Have just started learning about Go (do people say "Go" or "Golang"?)
I got the hello world example running. I have my GOROOT AND GOPATH set up.
Now I want to do something bit more advanced, for example open csv file, for which I found a tutorial to do that here
In order to make this script work, I need the packages that are being imported eg "bufio", "encoding/csv", etc.
Do I have to manually search https://github.com/golang/go/wiki/Projects or some other repository, download and unzip these into my GOPATH "pkg" directory?
Or does Go/Golang have something equivalent to Python's "pip install" that would do this for me?
import (
"bufio"
"encoding/csv"
"os"
"fmt"
"io"
)
func main() {
// Load a TXT file.
f, _ := os.Open("C:\\Users\\bb\\Documents\\Dropbox\\Data\\bc hydro tweets\\bchtweets.csv")
// Create a new reader.
r := csv.NewReader(bufio.NewReader(f))
for {
record, err := r.Read()
// Stop at EOF.
if err == io.EOF {
break
}
// Display record.
// ... Display record length.
// ... Display all individual elements of the slice.
fmt.Println(record)
fmt.Println(len(record))
for value := range record {
fmt.Printf(" %v
", record[value])
}
}
}
Go has go get
which is similar to pip install
in Python. (ref)
Read every single line of this beautiful documentation's section: https://golang.org/doc/code.html#Organization
BTW, all packages you have in your import section are from standard library. So you don't have to install anything for this example.
Best way to install a package is go get
which simply clones a git repo to your $GOPATH/src
and you should stick to it as long as you can.
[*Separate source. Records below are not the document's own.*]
//! CLI command definitions for session-relay.
//!
//! Three subcommands:
//!
//! - `run`: relay an input file through one or more session identities
//! - `status`: report what a result file already holds and what is left
//! - `export`: convert a result file to CSV or Markdown

use std::path::{Path, PathBuf};
use std::time::Duration;

use anyhow::Context;
use clap::{Parser, ValueEnum};
use serde::Serialize;
use tracing::{info, warn};

use crate::metrics::{init_metrics, write_metrics_file};
use crate::pipeline::{ConfigError, Orchestrator, RunConfig, RunReport, RunStatus};
use crate::session::command::{DEFAULT_EXHAUSTED_EXIT_CODE, DEFAULT_FATAL_EXIT_CODE};
use crate::session::{CommandDriver, HttpDriver, SessionDriver};
use crate::storage::{
    export_results, load_resume_set, load_tasks, read_summary, ExportFormat,
};

/// Distribute a queue of prompts across rotating interactive sessions.
#[derive(Parser)]
#[command(name = "session-relay")]
#[command(about = "Relay a queue of prompts through rotating sessions with resumable output")]
#[command(version)]
#[command(
    long_about = "session-relay sends each prompt of an input file to a session driver, rotating to the next session identity when one runs out of quota.\n\nResults are appended to a JSON array after every task, so an interrupted run can be resumed by running it again.\n\nExample usage:\n  session-relay run prompts.json --identity http://localhost:8001 --identity http://localhost:8002 --driver http --workers 4"
)]
pub struct Cli {
    /// The subcommand to execute.
    #[command(subcommand)]
    pub command: Commands,

    /// Log level (trace, debug, info, warn, error).
    #[arg(short, long, default_value = "info", global = true)]
    pub log_level: String,
}

/// Available CLI subcommands.
#[derive(clap::Subcommand)]
pub enum Commands {
    /// Process an input file, resuming from any existing results.
    Run(Box<RunArgs>),

    /// Show how much of an input file is already recorded.
    Status(StatusArgs),

    /// Convert a result file to CSV or Markdown.
    Export(ExportArgs),
}

/// Session driver kinds selectable from the command line.
#[derive(Debug, Clone, Copy, PartialEq, Eq, ValueEnum)]
pub enum DriverKind {
    /// Spawn `--program` once per task.
    Command,
    /// POST each task to the identity's base URL.
    Http,
}

/// Arguments for `session-relay run`.
#[derive(Parser, Debug)]
pub struct RunArgs {
    /// Input file: a JSON array of {id, prompt} or one prompt per line.
    pub input: PathBuf,

    /// Session identity (endpoint URL or profile name). Repeat for rotation order.
    #[arg(short = 'i', long = "identity")]
    pub identities: Vec<String>,

    /// Session driver to use.
    #[arg(short = 'd', long, value_enum, default_value = "command")]
    pub driver: DriverKind,

    /// Program spawned per task by the command driver.
    #[arg(long)]
    pub program: Option<String>,

    /// Argument passed to the program. Repeat for several.
    #[arg(long = "arg", allow_hyphen_values = true)]
    pub args: Vec<String>,

    /// Program exit code meaning the identity is out of quota.
    #[arg(long, default_value_t = DEFAULT_EXHAUSTED_EXIT_CODE)]
    pub exhausted_exit_code: i32,

    /// Program exit code meaning the session is unusable.
    #[arg(long, default_value_t = DEFAULT_FATAL_EXIT_CODE)]
    pub fatal_exit_code: i32,

    /// Name of the environment variable holding a bearer token for the http driver.
    #[arg(long)]
    pub api_key_env: Option<String>,

    /// Per-request timeout of the http driver, in seconds.
    #[arg(long, value_parser = parse_secs)]
    pub request_timeout: Option<Duration>,

    /// YAML configuration file.
    #[arg(short = 'c', long)]
    pub config: Option<PathBuf>,

    /// Result file (JSON array of {key, value}).
    #[arg(short = 'o', long)]
    pub output: Option<PathBuf>,

    /// Summary file (default: run_metrics.json next to the result file).
    #[arg(long)]
    pub summary: Option<PathBuf>,

    /// Write a Prometheus text snapshot here when the run ends.
    #[arg(long)]
    pub metrics_file: Option<PathBuf>,

    /// Maximum workers per cohort.
    #[arg(short = 'w', long)]
    pub workers: Option<usize>,

    /// Retries per task after the first attempt.
    #[arg(short = 'r', long)]
    pub max_retries: Option<u32>,

    /// Base retry backoff, in seconds.
    #[arg(long, value_parser = parse_secs)]
    pub retry_backoff: Option<Duration>,

    /// Pause each worker takes after a task, in seconds.
    #[arg(long, value_parser = parse_secs)]
    pub inter_task_delay: Option<Duration>,

    /// Driver calls slower than this many seconds count as failures.
    #[arg(long, value_parser = parse_secs)]
    pub task_timeout: Option<Duration>,

    /// Driver calls allowed per minute across a cohort.
    #[arg(long)]
    pub requests_per_minute: Option<u32>,

    /// Log progress every this many seconds.
    #[arg(long, value_parser = parse_secs)]
    pub progress_interval: Option<Duration>,

    /// Do not back up an existing result file before the run.
    #[arg(long)]
    pub no_backup: bool,

    /// Skip fsync after each appended result.
    #[arg(long)]
    pub no_sync: bool,

    /// Output JSON summary.
    #[arg(short = 'j', long)]
    pub json: bool,
}

/// Arguments for `session-relay status`.
#[derive(Parser, Debug)]
pub struct StatusArgs {
    /// Result file to inspect.
    #[arg(short = 'o', long, default_value = crate::pipeline::config::DEFAULT_OUTPUT_PATH)]
    pub output: PathBuf,

    /// Input file to compare against the result file.
    #[arg(short = 'i', long)]
    pub input: Option<PathBuf>,

    /// Summary file (default: run_metrics.json next to the result file).
    #[arg(long)]
    pub summary: Option<PathBuf>,

    /// Output JSON.
    #[arg(short = 'j', long)]
    pub json: bool,
}

/// Arguments for `session-relay export`.
#[derive(Parser, Debug)]
pub struct ExportArgs {
    /// Result file to export.
    #[arg(short = 'o', long, default_value = crate::pipeline::config::DEFAULT_OUTPUT_PATH)]
    pub output: PathBuf,

    /// Export format (csv, md).
    #[arg(short = 'f', long, default_value = "csv")]
    pub format: String,

    /// Destination file (default: the result file with the format's extension).
    pub dest: Option<PathBuf>,
}

/// Parse CLI arguments and return the Cli struct.
///
/// Use this with `run_with_cli` when you need to access CLI args before running.
pub fn parse_cli() -> Cli {
    Cli::parse()
}

/// Run the CLI by parsing arguments and executing the command.
pub async fn run() -> anyhow::Result<()> {
    run_with_cli(parse_cli()).await
}

/// Run the CLI with the parsed arguments.
///
/// This is the main entry point for the session-relay CLI.
pub async fn run_with_cli(cli: Cli) -> anyhow::Result<()> {
    match cli.command {
        Commands::Run(args) => run_relay_command(*args).await,
        Commands::Status(args) => run_status_command(args).await,
        Commands::Export(args) => run_export_command(args).await,
    }
}

// ============================================================================
// Run Command Implementation
// ============================================================================

async fn run_relay_command(args: RunArgs) -> anyhow::Result<()> {
    let config = build_run_config(&args, |key| std::env::var(key).ok())?;

    if args.metrics_file.is_some() {
        if let Err(e) = init_metrics() {
            warn!(error = %e, "Failed to initialize metrics");
        }
    }

    let report = match args.driver {
        DriverKind::Command => {
            let program = args
                .program
                .clone()
                .context("--program is required with --driver command")?;
            let driver = CommandDriver::new(program)
                .with_args(args.args.clone())
                .with_exhausted_exit_code(args.exhausted_exit_code)
                .with_fatal_exit_code(args.fatal_exit_code);
            relay(config, driver, &args.input).await?
        }
        DriverKind::Http => {
            let mut driver = HttpDriver::new();
            if let Some(ref name) = args.api_key_env {
                let key = std::env::var(name)
                    .map_err(|_| ConfigError::MissingEnvVar(name.clone()))?;
                driver = driver.with_api_key(key);
            }
            if let Some(timeout) = args.request_timeout {
                driver = driver.with_request_timeout(timeout);
            }
            relay(config, driver, &args.input).await?
        }
    };

    if let Some(ref path) = args.metrics_file {
        write_metrics_file(path)
            .await
            .with_context(|| format!("Failed to write metrics to {}", path.display()))?;
        info!(path = %path.display(), "Metrics snapshot written");
    }

    if args.json {
        let json_output = serde_json::to_string_pretty(&report.summary())
            .map_err(|e| anyhow::anyhow!("Failed to serialize JSON output: {}", e))?;
        println!("{}", json_output);
    } else {
        print_report(&report);
    }

    if report.status == RunStatus::Fatal {
        anyhow::bail!(
            "Run {}: {} tasks left pending",
            report.status.description(),
            report.pending()
        );
    }

    Ok(())
}

async fn relay<D: SessionDriver>(
    config: RunConfig,
    driver: D,
    input: &Path,
) -> anyhow::Result<RunReport> {
    let orchestrator = Orchestrator::new(config, driver)?;
    orchestrator
        .run_from_file(input)
        .await
        .with_context(|| format!("Run over {} failed", input.display()))
}

/// Builds the run configuration: defaults, then `--config`, then `RELAY_*`
/// variables from `lookup`, then command-line flags.
fn build_run_config<F>(args: &RunArgs, lookup: F) -> anyhow::Result<RunConfig>
where
    F: Fn(&str) -> Option<String>,
{
    let mut config = match args.config {
        Some(ref path) => RunConfig::from_file(path)
            .with_context(|| format!("Failed to load config {}", path.display()))?,
        None => RunConfig::new(),
    };
    config.apply_env_with(lookup)?;

    if !args.identities.is_empty() {
        config = config.with_identities(args.identities.iter().cloned());
    }
    if let Some(workers) = args.workers {
        config = config.with_max_workers(workers);
    }
    if let Some(retries) = args.max_retries {
        config = config.with_max_retries(retries);
    }
    if let Some(base) = args.retry_backoff {
        let max = config.retry_backoff_max.max(base);
        config = config.with_retry_backoff(base, max);
    }
    if let Some(delay) = args.inter_task_delay {
        config = config.with_inter_task_delay(delay);
    }
    if args.task_timeout.is_some() {
        config = config.with_task_timeout(args.task_timeout);
    }
    if args.requests_per_minute.is_some() {
        config = config.with_requests_per_minute(args.requests_per_minute);
    }
    if args.progress_interval.is_some() {
        config = config.with_progress_interval(args.progress_interval);
    }
    if let Some(ref output) = args.output {
        config = config.with_output_path(output);
    }
    if let Some(ref summary) = args.summary {
        config = config.with_summary_path(summary);
    }
    if args.no_backup {
        let max = config.max_backups;
        config = config.with_backups(false, max);
    }
    if args.no_sync {
        config = config.with_sync_writes(false);
    }

    Ok(config)
}

fn print_report(report: &RunReport) {
    let mark = match report.status {
        RunStatus::Completed => "✓",
        RunStatus::IdentitiesExhausted => "!",
        RunStatus::Fatal => "✗",
    };
    println!("{} Run {}", mark, report.status.description());
    println!("  Run id:     {}", report.run_id);
    println!(
        "  Tasks:      {} total, {} completed, {} failed, {} pending, {} skipped",
        report.total,
        report.completed,
        report.failed,
        report.pending(),
        report.skipped
    );
    println!("  Success:    {:.1}%", report.success_rate());
    println!(
        "  Identities: {} consumed over {} generation(s)",
        report.identities_consumed(),
        report.generations.len()
    );
    println!(
        "  Duration:   {}",
        crate::storage::format_duration(report.total_duration.as_secs_f64())
    );
    if !report.failed_task_ids.is_empty() {
        println!("  Failed:     {}", report.failed_task_ids.join(", "));
    }
}

// ============================================================================
// Status Command Implementation
// ============================================================================

#[derive(Serialize)]
struct StatusOutput {
    output: String,
    recorded: usize,
    #[serde(skip_serializing_if = "Option::is_none")]
    input_tasks: Option<usize>,
    #[serde(skip_serializing_if = "Option::is_none")]
    remaining: Option<usize>,
    #[serde(skip_serializing_if = "Option::is_none")]
    last_status: Option<RunStatus>,
}

async fn run_status_command(args: StatusArgs) -> anyhow::Result<()> {
    let recorded = load_resume_set(&args.output).await;

    let (input_tasks, remaining) = match args.input {
        Some(ref input) => {
            let loaded = load_tasks(input, crate::scheduler::DEFAULT_MAX_RETRIES)
                .await
                .with_context(|| format!("Failed to load input {}", input.display()))?;
            let remaining = loaded
                .tasks
                .iter()
                .filter(|t| !recorded.contains(&t.id))
                .count();
            (Some(loaded.tasks.len()), Some(remaining))
        }
        None => (None, None),
    };

    let summary_path = match args.summary {
        Some(ref path) => path.clone(),
        None => args
            .output
            .with_file_name(crate::pipeline::config::DEFAULT_SUMMARY_FILE),
    };
    let summary = read_summary(&summary_path).await.ok();

    if args.json {
        let output = StatusOutput {
            output: args.output.display().to_string(),
            recorded: recorded.len(),
            input_tasks,
            remaining,
            last_status: summary.as_ref().map(|s| s.status),
        };
        println!("{}", serde_json::to_string_pretty(&output)?);
        return Ok(());
    }

    println!("Result file: {}", args.output.display());
    println!("  Recorded:  {}", recorded.len());
    if let (Some(total), Some(remaining)) = (input_tasks, remaining) {
        println!("  Input:     {} tasks, {} remaining", total, remaining);
    }
    if let Some(summary) = summary {
        println!(
            "  Last run:  {} ({} successful, {} failed, {} pending, {})",
            summary.status.description(),
            summary.successful,
            summary.failed,
            summary.pending,
            summary.formatted_duration
        );
    }

    Ok(())
}

// ============================================================================
// Export Command Implementation
// ============================================================================

async fn run_export_command(args: ExportArgs) -> anyhow::Result<()> {
    let format: ExportFormat = args.format.parse()?;
    let dest = args
        .dest
        .clone()
        .unwrap_or_else(|| args.output.with_extension(format.extension()));

    let count = export_results(&args.output, &dest, format)
        .await
        .with_context(|| format!("Failed to export {}", args.output.display()))?;

    println!("✓ Exported {} results to {}", count, dest.display());
    Ok(())
}

fn parse_secs(value: &str) -> Result<Duration, String> {
    let secs: f64 = value
        .trim()
        .parse()
        .map_err(|_| format!("'{}' is not a number of seconds", value))?;
    Duration::try_from_secs_f64(secs).map_err(|e| e.to_string())
}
If you must use some package version you can create fork for a specified commit and go get
that fork or use one of many vendoring toolds https://github.com/golang/go/wiki/PackageManagementTools
The Glide package manager is maybe your closest option to pip. You have config (and lock) files, can specify versions, etc.
Until Go 1.6 is out you'll need to set the environment variable GO15VENDOREXPERIMENT=1
for the go
tool to pickup the packages in the vendor/
folder. In Go 1.6 this will be on by default. Glide stores packages in a vendor/
folder instead of the GOPATH
(even though the root project needs to be in the GOPATH
) so that different applications can have and regularly use different versions of dependencies.
If you want something a little different there are numerous package managers listed on the wiki.
Disclosure: I'm on of Glide's developers. Pip was one of the inspirations for it.